Bertha Pappenheim (Anna O.)

Anna O. ist der Pseudonym von einem Patienten von Josef Breuer, von ihm beschrieben in Verbindung mit Sigmund Freud veröffentlichtes Buch Studien über Hysterie (1895). Es gilt als das erste echte Beispiel für Psychoanalyse.

Anna O. war in Wirklichkeit die jüdisch-österreichischBertha Pappenheim (1859–1936), der später ein prominenter Feminist wurde.

Die Behandlung von Breuer

Anna O. war eine schöne, intelligente junge Frau aus streng bürgerlichem Hintergrund, in Breuers Worten "besonders zivilisiert, aber sexuell überraschend unterentwickelt".
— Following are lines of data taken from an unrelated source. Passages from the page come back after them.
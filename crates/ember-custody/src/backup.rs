//! Backup/Restore Service
//!
//! Serializes a consistent snapshot across the secret and descriptor tiers
//! into a single portable document with an integrity digest, optionally
//! encrypted under a user passphrase. Restoration is checksum-verified and
//! all-or-nothing: the entire target state is rebuilt and validated in
//! memory before the first store write.
//!
//! After a restore that overwrote existing state, re-open the
//! [`WalletOrchestrator`](crate::WalletOrchestrator) so its in-memory
//! session reflects the restored stores.

use crate::{Error, Result};
use base64::Engine;
use ember_storage::{
    generate_salt, hash_sha256, AccountRecord, DescriptorStore, EphemeralCache, MasterKey,
    Preferences, SecretRecord, SecretStore, SessionRecord, WalletId, WalletOrder, WalletRecord,
};
use serde::{Deserialize, Serialize};
use std::sync::Arc;

const BACKUP_MAGIC: &[u8; 4] = b"EMBK";
const BACKUP_VERSION: u8 = 1;
const FLAG_ENCRYPTED: u8 = 0b0000_0001;
const SALT_LEN: usize = 32;

/// Backup document schema version (forward migration hook)
pub const BACKUP_SCHEMA_VERSION: u32 = 1;

/// Options for [`BackupService::create_backup`]
#[derive(Debug, Default)]
pub struct BackupOptions {
    /// Encrypt the whole document under this passphrase
    pub passphrase: Option<String>,
    /// Include preferences and network settings
    pub include_settings: bool,
}

/// Options for [`BackupService::restore_from_backup`]
#[derive(Debug)]
pub struct RestoreOptions {
    /// Passphrase for encrypted documents
    pub passphrase: Option<String>,
    /// Clear existing state before writing the restored records
    pub overwrite_existing: bool,
    /// Verify the integrity digest before any store mutation
    pub validate_integrity: bool,
}

impl Default for RestoreOptions {
    fn default() -> Self {
        Self {
            passphrase: None,
            overwrite_existing: false,
            validate_integrity: true,
        }
    }
}

/// One wallet's slice of a backup: metadata, accounts, and secret record
#[derive(Debug, Clone, Serialize, Deserialize)]
pub struct WalletBackup {
    /// Wallet metadata
    pub wallet: WalletRecord,
    /// Account metadata
    pub accounts: Vec<AccountRecord>,
    /// Secret-tier record (seed phrase, private keys)
    pub secret: SecretRecord,
}

/// Canonical backup payload; the checksum is computed over these bytes
#[derive(Debug, Clone, Serialize, Deserialize)]
pub struct BackupPayload {
    /// Document schema version
    pub schema_version: u32,
    /// Snapshot timestamp (unix seconds)
    pub created_at: i64,
    /// Every wallet with its accounts and secrets
    pub wallets: Vec<WalletBackup>,
    /// Display order at snapshot time
    pub wallet_order: Vec<WalletId>,
    /// Preferences/network settings, when `include_settings` was set
    pub preferences: Option<Preferences>,
}

#[derive(Debug, Serialize, Deserialize)]
struct BackupDocument {
    payload: BackupPayload,
    /// Hex SHA-256 over the canonical serialization of `payload`
    checksum: String,
}

/// Creates and restores portable wallet backups
pub struct BackupService {
    secrets: Arc<SecretStore>,
    descriptors: Arc<DescriptorStore>,
    cache: Arc<EphemeralCache>,
}

impl BackupService {
    /// Create a service over the same stores the orchestrator uses
    pub fn new(
        secrets: Arc<SecretStore>,
        descriptors: Arc<DescriptorStore>,
        cache: Arc<EphemeralCache>,
    ) -> Self {
        Self {
            secrets,
            descriptors,
            cache,
        }
    }

    /// Snapshot every wallet and return the (possibly encrypted) document as
    /// an opaque string for the caller to export.
    pub async fn create_backup(&self, options: BackupOptions) -> Result<String> {
        let order = self.descriptors.wallet_order().await?;
        let mut wallet_ids = order.ids.clone();
        // Wallets missing from the display order are still backed up.
        for wallet in self.descriptors.list_wallets().await? {
            if !wallet_ids.contains(&wallet.id) {
                wallet_ids.push(wallet.id);
            }
        }

        let mut wallets = Vec::with_capacity(wallet_ids.len());
        for id in &wallet_ids {
            let wallet = self.descriptors.get_wallet(id).await?;
            let accounts = self.descriptors.list_accounts(id).await?;
            let secret = self.secrets.get(id).await?;
            wallets.push(WalletBackup {
                wallet,
                accounts,
                secret,
            });
        }

        let payload = BackupPayload {
            schema_version: BACKUP_SCHEMA_VERSION,
            created_at: chrono::Utc::now().timestamp(),
            wallets,
            wallet_order: wallet_ids,
            preferences: if options.include_settings {
                Some(self.descriptors.preferences().await?)
            } else {
                None
            },
        };

        let wallet_count = payload.wallets.len();
        let checksum = hex::encode(hash_sha256(&serde_json::to_vec(&payload)?));
        let document = serde_json::to_vec(&BackupDocument { payload, checksum })?;

        // Envelope: [magic(4)][version(1)][flags(1)][salt(32)?][body]
        let mut envelope = Vec::with_capacity(6 + SALT_LEN + document.len());
        envelope.extend_from_slice(BACKUP_MAGIC);
        envelope.push(BACKUP_VERSION);

        match &options.passphrase {
            Some(passphrase) => {
                envelope.push(FLAG_ENCRYPTED);
                let salt = generate_salt();
                let key = MasterKey::from_passphrase(passphrase, &salt)?;
                envelope.extend_from_slice(&salt);
                envelope.extend_from_slice(&key.encrypt(&document)?);
            }
            None => {
                envelope.push(0);
                envelope.extend_from_slice(&document);
            }
        }

        tracing::info!(
            wallets = wallet_count,
            encrypted = options.passphrase.is_some(),
            "backup created"
        );
        Ok(base64::engine::general_purpose::STANDARD.encode(envelope))
    }

    /// Verify and apply a backup document.
    ///
    /// Order of failure: `DecryptionFailed` (bad passphrase or ciphertext),
    /// then `IntegrityCheckFailed` (corrupt content or checksum mismatch),
    /// then `InvalidBackup` (internally inconsistent records) — all before
    /// any store mutation. Aborting before the commit step has zero effect.
    pub async fn restore_from_backup(
        &self,
        document: &str,
        options: RestoreOptions,
    ) -> Result<()> {
        let envelope = base64::engine::general_purpose::STANDARD
            .decode(document.trim())
            .map_err(|_| Error::InvalidBackup("not base64".to_string()))?;

        if envelope.len() < 6 || &envelope[0..4] != BACKUP_MAGIC {
            return Err(Error::InvalidBackup("unrecognized document header".to_string()));
        }
        if envelope[4] != BACKUP_VERSION {
            return Err(Error::InvalidBackup(format!(
                "unsupported backup version {}",
                envelope[4]
            )));
        }

        let encrypted = envelope[5] & FLAG_ENCRYPTED != 0;
        let body = if encrypted {
            if envelope.len() < 6 + SALT_LEN {
                return Err(Error::DecryptionFailed("truncated ciphertext".to_string()));
            }
            let passphrase = options
                .passphrase
                .as_deref()
                .ok_or_else(|| Error::DecryptionFailed("passphrase required".to_string()))?;
            let salt = &envelope[6..6 + SALT_LEN];
            let key = MasterKey::from_passphrase(passphrase, salt)?;
            key.decrypt(&envelope[6 + SALT_LEN..])
                .map_err(|e| Error::DecryptionFailed(e.to_string()))?
        } else {
            envelope[6..].to_vec()
        };

        let document: BackupDocument = serde_json::from_slice(&body)
            .map_err(|_| Error::IntegrityCheckFailed("backup content is corrupted".to_string()))?;

        if options.validate_integrity {
            let recomputed = hex::encode(hash_sha256(&serde_json::to_vec(&document.payload)?));
            if !recomputed.eq_ignore_ascii_case(&document.checksum) {
                return Err(Error::IntegrityCheckFailed(
                    "checksum does not match content".to_string(),
                ));
            }
        }

        let payload = document.payload;
        if payload.schema_version > BACKUP_SCHEMA_VERSION {
            return Err(Error::InvalidBackup(format!(
                "backup schema {} is newer than supported",
                payload.schema_version
            )));
        }

        // Validate the complete target state before the first write.
        for entry in &payload.wallets {
            Self::validate_wallet_backup(entry)?;
        }

        // Commit. Everything below writes pre-validated records.
        if options.overwrite_existing {
            self.secrets.clear().await?;
            self.descriptors.clear().await?;
        }

        for entry in &payload.wallets {
            self.secrets.put(&entry.secret).await?;
            for account in &entry.accounts {
                self.descriptors.put_account(account).await?;
            }
            self.descriptors.put_wallet(&entry.wallet).await?;
        }

        let restored_ids: Vec<WalletId> = payload
            .wallet_order
            .iter()
            .filter(|id| payload.wallets.iter().any(|w| w.wallet.id == **id))
            .copied()
            .collect();
        let mut order = if options.overwrite_existing {
            WalletOrder::default()
        } else {
            self.descriptors.wallet_order().await?
        };
        order.ids.retain(|id| !restored_ids.contains(id));
        let mut merged = restored_ids.clone();
        merged.append(&mut order.ids);
        order.ids = merged;
        self.descriptors.set_wallet_order(&order).await?;

        if let Some(preferences) = &payload.preferences {
            self.descriptors.put_preferences(preferences).await?;
        }

        if options.overwrite_existing {
            // Fresh, locked session pointing at the first restored wallet.
            let mut session = SessionRecord::default();
            if let Some(first) = restored_ids.first() {
                if let Some(entry) = payload.wallets.iter().find(|w| w.wallet.id == *first) {
                    session.current_wallet = Some(*first);
                    session.current_account = entry.wallet.account_ids.first().copied();
                }
            }
            self.descriptors.put_session(&session).await?;
        }

        self.cache.clear_all();
        tracing::info!(wallets = payload.wallets.len(), "backup restored");
        Ok(())
    }

    /// Check one wallet's internal consistency: the secret belongs to the
    /// wallet, the mnemonic parses, and every account re-derives to the
    /// recorded address and private key.
    fn validate_wallet_backup(entry: &WalletBackup) -> Result<()> {
        let wallet_id = entry.wallet.id;
        if entry.secret.wallet_id != wallet_id {
            return Err(Error::InvalidBackup(format!(
                "secret record does not belong to wallet {wallet_id}"
            )));
        }

        ember_core::validate_mnemonic(&entry.secret.mnemonic)
            .map_err(|e| Error::InvalidBackup(format!("wallet {wallet_id}: {e}")))?;
        let seed = ember_core::seed_from_mnemonic(&entry.secret.mnemonic, "")
            .map_err(|e| Error::InvalidBackup(format!("wallet {wallet_id}: {e}")))?;

        for account in &entry.accounts {
            if account.wallet_id != wallet_id {
                return Err(Error::InvalidBackup(format!(
                    "account {} does not belong to wallet {wallet_id}",
                    account.id
                )));
            }
            if !entry.wallet.account_ids.contains(&account.id) {
                return Err(Error::InvalidBackup(format!(
                    "account {} missing from wallet {wallet_id} account list",
                    account.id
                )));
            }

            let secret = entry
                .secret
                .accounts
                .iter()
                .find(|s| s.account_id == account.id)
                .ok_or_else(|| {
                    Error::InvalidBackup(format!(
                        "account {} has no secret material in the backup",
                        account.id
                    ))
                })?;

            let derived = ember_core::derive_account(seed.as_ref(), account.index)
                .map_err(|e| Error::InvalidBackup(format!("wallet {wallet_id}: {e}")))?;
            if derived.address.to_checksum() != account.address
                || derived.path != account.derivation_path
                || derived.private_key_hex().as_str() != secret.private_key
            {
                return Err(Error::InvalidBackup(format!(
                    "account {} does not re-derive from the wallet seed",
                    account.id
                )));
            }
        }

        Ok(())
    }
}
Anna O. erkrankte 1880 im Alter von 21 Jahren und begab sich in Behandlung bei Breuer. Sie zeigte Symptome von Hysterie, verschlimmert durch die unheilbare Krankheit ihres Vaters, dem sie sehr verbunden war. Sie hustete stark und litt an Appetitlosigkeit, Kopfschmerzen, Erregungsanfällen, seltsamen Sehstörungen, Schielen und sogar teilweiser Lähmung (Umwandlungsphänomene). Ab 1881 kamen längere Schläfrigkeitsschübe und schnelle Stimmungsschwankungen hinzu. Ebenfalls halluziniert Sie sprach über schwarze Schlangen, Schädel und Skelette und ihre Sprache wurde zunehmend beeinträchtigt. Nach dem Tod ihres Vaters verschlimmerten sich die Symptome. Sie entwickelte zwei unterschiedliche Persönlichkeiten, von denen eine äußerst widerspenstig war.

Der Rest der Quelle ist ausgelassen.